Stored data
* * *

//! # Repository Module
//!
//! Store traits and their implementations.
//!
//! ## Repository Pattern
//! ```text
//! ┌─────────────────────────────────────────────────────────────────────────┐
//! │                    Two Backends, One Interface                          │
//! │                                                                         │
//! │  keystone-cli command                                                  │
//! │       │                                                                 │
//! │       │  store.get_document(id) / store.save_document(&doc)            │
//! │       ▼                                                                 │
//! │  DocumentStore + CatalogStore (traits, this module)                    │
//! │       │                                   │                             │
//! │       ▼                                   ▼                             │
//! │  Database (SQLite)                   MemoryStore                       │
//! │  ├── DocumentRepository              tokio RwLock over BTreeMaps       │
//! │  ├── ProductRepository               (fixtures and tests)              │
//! │  └── CustomerRepository                                                │
//! │                                                                         │
//! │  Every save is a merge-write: the whole document replaces whatever is  │
//! │  stored under its id. There is no version check, last writer wins.     │
//! └─────────────────────────────────────────────────────────────────────────┘
//! ```
//!
//! ## Available Repositories
//!
//! - [`DocumentRepository`](document::DocumentRepository) - estimates, orders, invoices
//! - [`ProductRepository`](product::ProductRepository) - catalog
//! - [`CustomerRepository`](customer::CustomerRepository) - customers and markup rules
//! - [`MemoryStore`](memory::MemoryStore) - in-memory implementation of both traits

pub mod customer;
pub mod document;
pub mod memory;
pub mod product;

use chrono::NaiveDate;
use keystone_core::draft::DocumentDraft;
use keystone_core::validation::{validate_customer, validate_document, validate_product};
use keystone_core::{Customer, Document, DocumentKind, Product};
use tracing::{debug, warn};

use crate::error::{DbError, DbResult};

// =============================================================================
// Filter
// =============================================================================

/// Criteria for [`DocumentStore::list_documents`]. Empty matches everything.
#[derive(Debug, Clone, Default, PartialEq)]
pub struct DocumentFilter {
    pub kind: Option<DocumentKind>,
    pub customer_id: Option<String>,
    /// Inclusive lower bound on the document date.
    pub from: Option<NaiveDate>,
    /// Inclusive upper bound on the document date.
    pub to: Option<NaiveDate>,
}

impl DocumentFilter {
    pub fn all() -> Self {
        DocumentFilter::default()
    }

    pub fn kind(mut self, kind: DocumentKind) -> Self {
        self.kind = Some(kind);
        self
    }

    pub fn customer(mut self, customer_id: impl Into<String>) -> Self {
        self.customer_id = Some(customer_id.into());
        self
    }

    pub fn between(mut self, from: Option<NaiveDate>, to: Option<NaiveDate>) -> Self {
        self.from = from;
        self.to = to;
        self
    }

    pub fn matches(&self, doc: &Document) -> bool {
        self.kind.map_or(true, |k| doc.kind == k)
            && self.customer_id.as_ref().map_or(true, |c| &doc.customer_id == c)
            && self.from.map_or(true, |from| doc.date >= from)
            && self.to.map_or(true, |to| doc.date <= to)
    }
}

// =============================================================================
// Store Traits
// =============================================================================

/// Persistence for estimates, orders and invoices.
///
/// Listings are ordered newest date first, then by id.
#[allow(async_fn_in_trait)]
pub trait DocumentStore {
    async fn list_documents(&self, filter: &DocumentFilter) -> DbResult<Vec<Document>>;

    async fn get_document(&self, id: &str) -> DbResult<Option<Document>>;

    /// Merge-write: recalculates the document, stamps `updated_at` and
    /// replaces whatever is stored under its id. Returns what was written.
    async fn save_document(&self, document: &Document) -> DbResult<Document>;

    /// Saves several documents together (bulk payments). The SQLite store
    /// writes them in one transaction.
    async fn save_documents(&self, documents: &[Document]) -> DbResult<Vec<Document>> {
        let mut saved = Vec::with_capacity(documents.len());
        for doc in documents {
            saved.push(self.save_document(doc).await?);
        }
        Ok(saved)
    }

    /// Hard delete. Deleting a missing id is a `NotFound` error.
    async fn delete_document(&self, id: &str) -> DbResult<()>;
}

/// Persistence for the product catalog and customer accounts.
#[allow(async_fn_in_trait)]
pub trait CatalogStore {
    async fn list_products(&self) -> DbResult<Vec<Product>>;

    async fn get_product(&self, id: &str) -> DbResult<Option<Product>>;

    /// Upsert by id.
    async fn save_product(&self, product: &Product) -> DbResult<Product>;

    async fn list_customers(&self) -> DbResult<Vec<Customer>>;

    async fn get_customer(&self, id: &str) -> DbResult<Option<Customer>>;

    /// Upsert by id, markup rules included.
    async fn save_customer(&self, customer: &Customer) -> DbResult<Customer>;
}

// =============================================================================
// Save Validation
// =============================================================================

/// Rejects a product that could not have come from the catalog form.
pub(crate) fn check_product(product: &Product) -> DbResult<()> {
    let errors = validate_product(product);
    if errors.is_empty() {
        return Ok(());
    }

    warn!(id = %product.id, count = errors.len(), "Product failed validation");
    Err(DbError::invalid("Product", &product.id, errors))
}

/// Rejects a customer whose markup rules would break pricing or auto-cost.
pub(crate) fn check_customer(customer: &Customer) -> DbResult<()> {
    let errors = validate_customer(customer);
    if errors.is_empty() {
        return Ok(());
    }

    warn!(id = %customer.id, count = errors.len(), "Customer failed validation");
    Err(DbError::invalid("Customer", &customer.id, errors))
}

// =============================================================================
// Draft Commit
// =============================================================================

/// Validates and writes a draft's working copy, then marks the draft clean.
///
/// A clean draft is not written. On validation failure nothing is written
/// and the draft keeps its edits.
pub async fn commit<S: DocumentStore>(store: &S, draft: &mut DocumentDraft) -> DbResult<Document> {
    if !draft.is_dirty() {
        debug!(id = %draft.id(), "Draft unchanged, skipping write");
        return Ok(draft.working().clone());
    }

    let errors = validate_document(draft.working());
    if !errors.is_empty() {
        warn!(id = %draft.id(), count = errors.len(), "Draft failed validation");
        return Err(DbError::invalid("Document", draft.id(), errors));
    }

    debug!(id = %draft.id(), fields = ?draft.changed_fields(), "Committing draft");
    let saved = store.save_document(draft.working()).await?;
    draft.mark_committed(saved.clone());
    Ok(saved)
}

* * *

Please write out the records above once more, exactly and completely.

◆ **Output**
//! # Repository Module
//!
//! Store traits and their implementations.
//!
//! ## Repository Pattern
//! ```text
//! ┌─────────────────────────────────────────────────────────────────────────┐
//! │                    Two Backends, One Interface                          │
//! │                                                                         │
//! │  keystone-cli command                                                  │
//! │       │                                                                 │
//! │       │  store.get_document(id) / store.save_document(&doc)            │
//! │       ▼                                                                 │
//! │  DocumentStore + CatalogStore (traits, this module)                    │
//! │       │                                   │                             │
//! │       ▼                                   ▼                             │
//! │  Database (SQLite)                   MemoryStore                       │
//! │  ├── DocumentRepository              tokio RwLock over BTreeMaps       │
//! │  ├── ProductRepository               (fixtures and tests)              │
//! │  └── CustomerRepository                                                │
//! │                                                                         │
//! │  Every save is a merge-write: the whole document replaces whatever is  │
//! │  stored under its id. There is no version check, last writer wins.     │
//! └─────────────────────────────────────────────────────────────────────────┘
//! ```
//!
//! ## Available Repositories
//!
//! - [`DocumentRepository`](document::DocumentRepository) - estimates, orders, invoices
//! - [`ProductRepository`](product::ProductRepository) - catalog
//! - [`CustomerRepository`](customer::CustomerRepository) - customers and markup rules
//! - [`MemoryStore`](memory::MemoryStore) - in-memory implementation of both traits

pub mod customer;
pub mod document;
pub mod memory;
pub mod product;

use chrono::NaiveDate;
use keystone_core::draft::DocumentDraft;
use keystone_core::validation::{validate_customer, validate_document, validate_product};
use keystone_core::{Customer, Document, DocumentKind, Product};
use tracing::{debug, warn};

use crate::error::{DbError, DbResult};

// =============================================================================
// Filter
// =============================================================================

/// Criteria for [`DocumentStore::list_documents`]. Empty matches everything.
#[derive(Debug, Clone, Default, PartialEq)]
pub struct DocumentFilter {
    pub kind: Option<DocumentKind>,
    pub customer_id: Option<String>,
    /// Inclusive lower bound on the document date.
    pub from: Option<NaiveDate>,
    /// Inclusive upper bound on the document date.
    pub to: Option<NaiveDate>,
}

impl DocumentFilter {
    pub fn all() -> Self {
        DocumentFilter::default()
    }

    pub fn kind(mut self, kind: DocumentKind) -> Self {
        self.kind = Some(kind);
        self
    }

    pub fn customer(mut self, customer_id: impl Into<String>) -> Self {
        self.customer_id = Some(customer_id.into());
        self
    }

    pub fn between(mut self, from: Option<NaiveDate>, to: Option<NaiveDate>) -> Self {
        self.from = from;
        self.to = to;
        self
    }

    pub fn matches(&self, doc: &Document) -> bool {
        self.kind.map_or(true, |k| doc.kind == k)
            && self.customer_id.as_ref().map_or(true, |c| &doc.customer_id == c)
            && self.from.map_or(true, |from| doc.date >= from)
            && self.to.map_or(true, |to| doc.date <= to)
    }
}

// =============================================================================
// Store Traits
// =============================================================================

/// Persistence for estimates, orders and invoices.
///
/// Listings are ordered newest date first, then by id.
#[allow(async_fn_in_trait)]
pub trait DocumentStore {
    async fn list_documents(&self, filter: &DocumentFilter) -> DbResult<Vec<Document>>;

    async fn get_document(&self, id: &str) -> DbResult<Option<Document>>;

    /// Merge-write: recalculates the document, stamps `updated_at` and
    /// replaces whatever is stored under its id. Returns what was written.
    async fn save_document(&self, document: &Document) -> DbResult<Document>;

    /// Saves several documents together (bulk payments). The SQLite store
    /// writes them in one transaction.
    async fn save_documents(&self, documents: &[Document]) -> DbResult<Vec<Document>> {
        let mut saved = Vec::with_capacity(documents.len());
        for doc in documents {
            saved.push(self.save_document(doc).await?);
        }
        Ok(saved)
    }

    /// Hard delete. Deleting a missing id is a `NotFound` error.
    async fn delete_document(&self, id: &str) -> DbResult<()>;
}

/// Persistence for the product catalog and customer accounts.
#[allow(async_fn_in_trait)]
pub trait CatalogStore {
    async fn list_products(&self) -> DbResult<Vec<Product>>;

    async fn get_product(&self, id: &str) -> DbResult<Option<Product>>;

    /// Upsert by id.
    async fn save_product(&self, product: &Product) -> DbResult<Product>;

    async fn list_customers(&self) -> DbResult<Vec<Customer>>;

    async fn get_customer(&self, id: &str) -> DbResult<Option<Customer>>;

    /// Upsert by id, markup rules included.
    async fn save_customer(&self, customer: &Customer) -> DbResult<Customer>;
}

// =============================================================================
// Save Validation
// =============================================================================

/// Rejects a product that could not have come from the catalog form.
pub(crate) fn check_product(product: &Product) -> DbResult<()> {
    let errors = validate_product(product);
    if errors.is_empty() {
        return Ok(());
    }

    warn!(id = %product.id, count = errors.len(), "Product failed validation");
    Err(DbError::invalid("Product", &product.id, errors))
}

/// Rejects a customer whose markup rules would break pricing or auto-cost.
pub(crate) fn check_customer(customer: &Customer) -> DbResult<()> {
    let errors = validate_customer(customer);
    if errors.is_empty() {
        return Ok(());
    }

    warn!(id = %customer.id, count = errors.len(), "Customer failed validation");
    Err(DbError::invalid("Customer", &customer.id, errors))
}

// =============================================================================
// Draft Commit
// =============================================================================

/// Validates and writes a draft's working copy, then marks the draft clean.
///
/// A clean draft is not written. On validation failure nothing is written
/// and the draft keeps its edits.
pub async fn commit<S: DocumentStore>(store: &S, draft: &mut DocumentDraft) -> DbResult<Document> {
    if !draft.is_dirty() {
        debug!(id = %draft.id(), "Draft unchanged, skipping write");
        return Ok(draft.working().clone());
    }

    let errors = validate_document(draft.working());
    if !errors.is_empty() {
        warn!(id = %draft.id(), count = errors.len(), "Draft failed validation");
        return Err(DbError::invalid("Document", draft.id(), errors));
    }

    debug!(id = %draft.id(), fields = ?draft.changed_fields(), "Committing draft");
    let saved = store.save_document(draft.working()).await?;
    draft.mark_committed(saved.clone());
    Ok(saved)
}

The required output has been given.